The renal solute carrier URAT1 (SLC22A12) is essential for urate homeostasis, with loss-of-function linked to renal hypouricemia, nephrolithiasis and lower gout risk. URAT1 function depends on binding the multi-PDZ domain scaffold protein PDZK1 (NHERF3), with a similar role suggested for the related NHERF1. The molecular basis of these interactions remains poorly understood. Using fluorescence anisotropy, we show that full-length human PDZK1 binds the C-terminal peptide of URAT1 with high affinity ( K _D 170 nM), unlike NHERF1 ( K _D >70 µM). The PDZ1 domain of PDZK1 alone is sufficient for high-affinity binding ( K _D 160 nM), while PDZ4 provides a secondary site ( K _D 1.35 µM), with both interactions characterized by rapid kinetics.

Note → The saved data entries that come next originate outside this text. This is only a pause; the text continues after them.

#[tokio::test]
async fn registration_validates_the_email() {
    let (address, _store) = spawn_app().await;
    let client = reqwest::Client::new();

    let (session_id, _result) = run_full_quiz(&client, &address, [0, 0]).await;

    let response = client
        .post(format!("{}/api/register", address))
        .json(&serde_json::json!({
            "session_id": session_id,
            "name": "No Email",
            "email": "not-an-email"
        }))
        .send()
        .await
        .expect("register");
    assert_eq!(response.status().as_u16(), 400);
}

#[tokio::test]
async fn a_finished_session_registers_once_and_only_once() {
    let (address, _store) = spawn_app().await;
    let client = reqwest::Client::new();
    let email = format!("u_{}@example.com", &uuid::Uuid::new_v4().to_string()[..8]);

    let (session_id, _result) = run_full_quiz(&client, &address, [0, 0]).await;

    let response = client
        .post(format!("{}/api/register", address))
        .json(&serde_json::json!({
            "session_id": session_id,
            "name": "First Finisher",
            "email": email
        }))
        .send()
        .await
        .expect("register");
    assert_eq!(response.status().as_u16(), 201);

    let body: serde_json::Value = response.json().await.expect("json");
    let code = body["referral_code"].as_str().expect("code");
    assert_eq!(code.len(), 8);
    assert_eq!(body["participant"]["base_score_percent"], 100.0);

    // same identity, new session: rejected as a duplicate
    let (second_session, _result) = run_full_quiz(&client, &address, [0, 2]).await;
    let response = client
        .post(format!("{}/api/register", address))
        .json(&serde_json::json!({
            "session_id": second_session,
            "name": "First Finisher",
            "email": email
        }))
        .send()
        .await
        .expect("register again");
    assert_eq!(response.status().as_u16(), 409);
}

#[tokio::test]
async fn referral_codes_award_both_sides_and_rank_accordingly() {
    let (address, store) = spawn_app().await;
    let client = reqwest::Client::new();

    // Alice registers with a perfect score
    let (alice_session, _result) = run_full_quiz(&client, &address, [0, 0]).await;
    let alice: serde_json::Value = client
        .post(format!("{}/api/register", address))
        .json(&serde_json::json!({
            "session_id": alice_session,
            "name": "Alice",
            "email": "alice@example.com"
        }))
        .send()
        .await
        .expect("register alice")
        .json()
        .await
        .expect("json");
    let alice_code = alice["referral_code"].as_str().expect("alice code");

    // Bob registers with Alice's code, also perfect
    let (bob_session, _result) = run_full_quiz(&client, &address, [0, 0]).await;
    let bob: serde_json::Value = client
        .post(format!("{}/api/register", address))
        .json(&serde_json::json!({
            "session_id": bob_session,
            "name": "Bob",
            "email": "bob@example.com",
            "referral_code": alice_code
        }))
        .send()
        .await
        .expect("register bob")
        .json()
        .await
        .expect("json");
    assert_eq!(bob["participant"]["referral_bonus_points"], 10);

    // Alice's stored bonus went up by exactly 5
    let alice_row = store
        .find_by_referral_code(alice_code)
        .await
        .expect("lookup")
        .expect("alice row");
    assert_eq!(alice_row.referral_bonus_points, 5);

    // Bob's 100 + 10 outranks Alice's 100 + 5
    let leaderboard: serde_json::Value = client
        .get(format!("{}/api/leaderboard?limit=10", address))
        .send()
        .await
        .expect("leaderboard")
        .json()
        .await
        .expect("json");
    let entries = leaderboard.as_array().expect("array");
    assert_eq!(entries.len(), 2);
    assert_eq!(entries[0]["name"], "Bob");
    assert_eq!(entries[0]["total_points"], 110.0);
    assert_eq!(entries[1]["name"], "Alice");
    assert_eq!(entries[1]["total_points"], 105.0);
}

#[tokio::test]
async fn an_unknown_referral_code_does_not_block_registration() {
    let (address, _store) = spawn_app().await;
    let client = reqwest::Client::new();

    let (session_id, _result) = run_full_quiz(&client, &address, [0, 2]).await;

    let response = client
        .post(format!("{}/api/register", address))
        .json(&serde_json::json!({
            "session_id": session_id,
            "name": "No Referrer",
            "email": "loner@example.com",
            "referral_code": "ZZZZZZZZ"
        }))
        .send()
        .await
        .expect("register");
    assert_eq!(response.status().as_u16(), 201);

    let body: serde_json::Value = response.json().await.expect("json");
    assert_eq!(body["participant"]["referral_bonus_points"], 0);
    assert!(body["participant"]["referred_by"].is_null());
}

#[tokio::test]
async fn a_registered_session_is_torn_down() {
    let (address, _store) = spawn_app().await;
    let client = reqwest::Client::new();

    let (session_id, _result) = run_full_quiz(&client, &address, [0, 0]).await;

    client
        .post(format!("{}/api/register", address))
        .json(&serde_json::json!({
            "session_id": session_id,
            "name": "Done",
            "email": "done@example.com"
        }))
        .send()
        .await
        .expect("register");

    let response = client
        .get(format!("{}/api/quiz/{}", address, session_id))
        .send()
        .await
        .expect("view");
    assert_eq!(response.status().as_u16(), 404);
}

#[tokio::test]
async fn deleting_a_session_tears_it_down() {
    let (address, _store) = spawn_app().await;
    let client = reqwest::Client::new();

    let started: serde_json::Value = client
        .post(format!("{}/api/quiz/start", address))
        .send()
        .await
        .expect("start")
        .json()
        .await
        .expect("json");
    let session_id = started["session_id"].as_str().expect("id");

    let response = client
        .delete(format!("{}/api/quiz/{}", address, session_id))
        .send()
        .await
        .expect("delete");
    assert_eq!(response.status().as_u16(), 204);

    let response = client
        .get(format!("{}/api/quiz/{}", address, session_id))
        .send()
        .await
        .expect("view");
    assert_eq!(response.status().as_u16(), 404);
}

#[tokio::test]
async fn restarting_returns_to_the_first_question() {
    let (address, _store) = spawn_app().await;
    let client = reqwest::Client::new();

    let started: serde_json::Value = client
        .post(format!("{}/api/quiz/start", address))
        .send()
        .await
        .expect("start")
        .json()
        .await
        .expect("json");
    let session_id = started["session_id"].as_str().expect("id");

    client
        .post(format!("{}/api/quiz/{}/answer", address, session_id))
        .json(&serde_json::json!({ "option_index": 0 }))
        .send()
        .await
        .expect("answer");
    client
        .post(format!("{}/api/quiz/{}/advance", address, session_id))
        .json(&serde_json::json!({}))
        .send()
        .await
        .expect("advance");

    let restarted: serde_json::Value = client
        .post(format!("{}/api/quiz/{}/restart", address, session_id))
        .send()
        .await
        .expect("restart")
        .json()
        .await
        .expect("json");
    assert_eq!(restarted["question_number"], 1);

    let view: serde_json::Value = client
        .get(format!("{}/api/quiz/{}", address, session_id))
        .send()
        .await
        .expect("view")
        .json()
        .await
        .expect("json");
    assert_eq!(view["question_number"], 1);
    assert_eq!(view["answered"], false);
}

#[tokio::test]
async fn the_leaderboard_is_empty_without_participants() {
    let (address, _store) = spawn_app().await;
    let client = reqwest::Client::new();

    let leaderboard: serde_json::Value = client
        .get(format!("{}/api/leaderboard", address))
        .send()
        .await
        .expect("leaderboard")
        .json()
        .await
        .expect("json");
    assert_eq!(leaderboard.as_array().expect("array").len(), 0);
}
// src/quiz/bank.rs

use std::collections::HashSet;
use std::fmt;
use std::fs;
use std::path::Path;

use crate::models::question::Question;

/// The ordered, immutable question bank. Loaded once at process start;
/// sessions hold a shared handle and never observe changes.
#[derive(Debug)]
pub struct QuestionBank {
    questions: Vec<Question>,
}

#[derive(Debug)]
pub enum BankError {
    Io(std::io::Error),
    Parse(serde_json::Error),
    Invalid(String),
}

impl fmt::Display for BankError {
    fn fmt(&self, f: &mut fmt::Formatter<'_>) -> fmt::Result {
        match self {
            BankError::Io(e) => write!(f, "failed to read questions file: {}", e),
            BankError::Parse(e) => write!(f, "failed to parse questions file: {}", e),
            BankError::Invalid(msg) => write!(f, "invalid question bank: {}", msg),
        }
    }
}

impl std::error::Error for BankError {}

impl From<std::io::Error> for BankError {
    fn from(e: std::io::Error) -> Self {
        BankError::Io(e)
    }
}

impl From<serde_json::Error> for BankError {
    fn from(e: serde_json::Error) -> Self {
        BankError::Parse(e)
    }
}

impl QuestionBank {
    /// Builds a bank from already-parsed questions, validating each entry.
    pub fn from_questions(questions: Vec<Question>) -> Result<Self, BankError> {
        let mut seen = HashSet::new();
        for q in &questions {
            if !seen.insert(q.id) {
                return Err(BankError::Invalid(format!("duplicate question id {}", q.id)));
            }
            if q.prompt.trim().is_empty() {
                return Err(BankError::Invalid(format!(
                    "question {} has an empty prompt",
                    q.id
                )));
            }
            if q.options.len() != 4 {
                return Err(BankError::Invalid(format!(
                    "question {} must have exactly 4 options, found {}",
                    q.id,
                    q.options.len()
                )));
            }
            if q.correct_option_index >= q.options.len() {
                return Err(BankError::Invalid(format!(
                    "question {} correct_option_index {} is out of range",
                    q.id, q.correct_option_index
                )));
            }
        }
        Ok(Self { questions })
    }

    /// Loads the bank from a JSON file containing an array of questions.
    pub fn load(path: impl AsRef<Path>) -> Result<Self, BankError> {
        let raw = fs::read_to_string(path)?;
        let questions: Vec<Question> = serde_json::from_str(&raw)?;
        Self::from_questions(questions)
    }

    pub fn len(&self) -> usize {
        self.questions.len()
    }

    pub fn is_empty(&self) -> bool {
        self.questions.is_empty()
    }

    pub fn get(&self, index: usize) -> Option<&Question> {
        self.questions.get(index)
    }

    pub fn questions(&self) -> &[Question] {
        &self.questions
    }
}
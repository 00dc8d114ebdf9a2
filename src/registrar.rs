// src/registrar.rs

use std::fmt;
use std::sync::Arc;

use chrono::Utc;

use crate::config;
use crate::models::participant::{Identity, NewParticipant, Participant};
use crate::models::session::QuizResult;
use crate::notify::Notifier;
use crate::repos::participants::{ParticipantStore, StoreError};
use crate::utils::referral;

/// User-facing registration failure taxonomy: everything a handler needs
/// to pick a status code and a single inline message.
#[derive(Debug)]
pub enum RegistrationError {
    /// This identity (email or phone) already registered. Terminal.
    Duplicate,
    /// Backing store is missing its schema; operator intervention needed.
    StorageMisconfigured,
    /// Transient storage failure; safe to retry after user confirmation.
    StorageUnavailable(String),
    PermissionDenied,
    Unknown(String),
}

impl fmt::Display for RegistrationError {
    fn fmt(&self, f: &mut fmt::Formatter<'_>) -> fmt::Result {
        match self {
            RegistrationError::Duplicate => write!(f, "identity already registered"),
            RegistrationError::StorageMisconfigured => write!(f, "storage is misconfigured"),
            RegistrationError::StorageUnavailable(msg) => {
                write!(f, "storage unavailable: {}", msg)
            }
            RegistrationError::PermissionDenied => write!(f, "storage permission denied"),
            RegistrationError::Unknown(msg) => write!(f, "registration failed: {}", msg),
        }
    }
}

impl std::error::Error for RegistrationError {}

impl From<StoreError> for RegistrationError {
    fn from(err: StoreError) -> Self {
        match err {
            StoreError::DuplicateKey { .. } => RegistrationError::Duplicate,
            StoreError::TableMissing => RegistrationError::StorageMisconfigured,
            StoreError::PermissionDenied => RegistrationError::PermissionDenied,
            StoreError::Unavailable(msg) => RegistrationError::StorageUnavailable(msg),
            StoreError::Server(msg) => RegistrationError::Unknown(msg),
        }
    }
}

/// Registers finished quiz results as participants: one registration per
/// identity, referral linkage and bonus allocation, best-effort outbound
/// notification.
#[derive(Clone)]
pub struct Registrar {
    store: Arc<dyn ParticipantStore>,
    notifier: Option<Notifier>,
}

impl Registrar {
    pub fn new(store: Arc<dyn ParticipantStore>, notifier: Option<Notifier>) -> Self {
        Self { store, notifier }
    }

    /// Runs the full registration protocol. No automatic retries: callers
    /// decide whether to offer one after a transient failure.
    pub async fn register(
        &self,
        identity: &Identity,
        result: &QuizResult,
        supplied_code: Option<&str>,
    ) -> Result<Participant, RegistrationError> {
        // Fast-path duplicate check. The unique constraints on the table
        // remain the authority under concurrent registration.
        let existing = self
            .store
            .find_by_identity(&identity.email, identity.phone.as_deref())
            .await?;
        if existing.is_some() {
            return Err(RegistrationError::Duplicate);
        }

        let referrer = match supplied_code.map(str::trim).filter(|c| !c.is_empty()) {
            Some(code) => {
                let found = self.store.find_by_referral_code(code).await?;
                if found.is_none() {
                    // unknown codes degrade silently to "no referral"
                    tracing::debug!(code, "supplied referral code not found, ignoring");
                }
                found
            }
            None => None,
        };

        let bonus = if referrer.is_some() {
            config::REFEREE_BONUS_POINTS
        } else {
            0
        };

        let participant = self
            .insert_with_fresh_code(
                identity,
                result,
                referrer.as_ref().map(|r| r.id),
                bonus,
            )
            .await?;

        if let Some(referrer) = &referrer {
            // Best-effort, at most one attempt. The new participant is
            // already persisted either way.
            if let Err(err) = self
                .store
                .add_bonus_points(referrer.id, config::REFERRER_BONUS_POINTS)
                .await
            {
                tracing::warn!(
                    referrer_id = referrer.id,
                    error = %err,
                    "failed to credit referrer bonus"
                );
            }
        }

        if let Some(notifier) = &self.notifier {
            notifier.registration_completed(identity, result, &participant);
        }

        Ok(participant)
    }

    /// Inserts the row, regenerating the referral code on a code-constraint
    /// collision. An email/phone uniqueness violation surfaces as
    /// `Duplicate` (the fast-path check above raced with a concurrent
    /// insert).
    async fn insert_with_fresh_code(
        &self,
        identity: &Identity,
        result: &QuizResult,
        referred_by: Option<i64>,
        bonus: i64,
    ) -> Result<Participant, RegistrationError> {
        let mut last_collision = None;
        for _ in 0..config::CODE_INSERT_ATTEMPTS {
            let new = NewParticipant {
                name: identity.name.clone(),
                email: identity.email.clone(),
                phone: identity.phone.clone(),
                base_score_percent: result.score_percent,
                correct_count: result.correct_count as i64,
                total_questions: result.total_questions as i64,
                total_time_spent_seconds: result.total_time_spent_seconds,
                average_time_spent_seconds: result.average_time_spent_seconds,
                own_referral_code: referral::generate_code(Utc::now().timestamp_millis()),
                referred_by,
                referral_bonus_points: bonus,
            };
            match self.store.insert(&new).await {
                Ok(participant) => return Ok(participant),
                Err(err) if err.is_referral_code_collision() => {
                    tracing::warn!(
                        code = %new.own_referral_code,
                        "referral code collided, regenerating"
                    );
                    last_collision = Some(err);
                }
                Err(err) => return Err(err.into()),
            }
        }
        Err(RegistrationError::Unknown(format!(
            "gave up after {} referral code collisions: {}",
            config::CODE_INSERT_ATTEMPTS,
            last_collision.map(|e| e.to_string()).unwrap_or_default()
        )))
    }
}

Gel filtration shows that PDZK1 can bind two URAT1 peptides. X-ray structures of individual PDZ domains from PDZK1 and NHERF1 complexed with the URAT1 peptide reveal the molecular determinants for PDZK1’s higher affinity and selectivity. Murine Pdzk1 and Nherf1 bind Urat1 with high affinity indicating species-specific interactions. These data provide insights into URAT1 regulation by PDZ scaffold proteins with relevance for understanding urate homeostasis regulation and related disorders.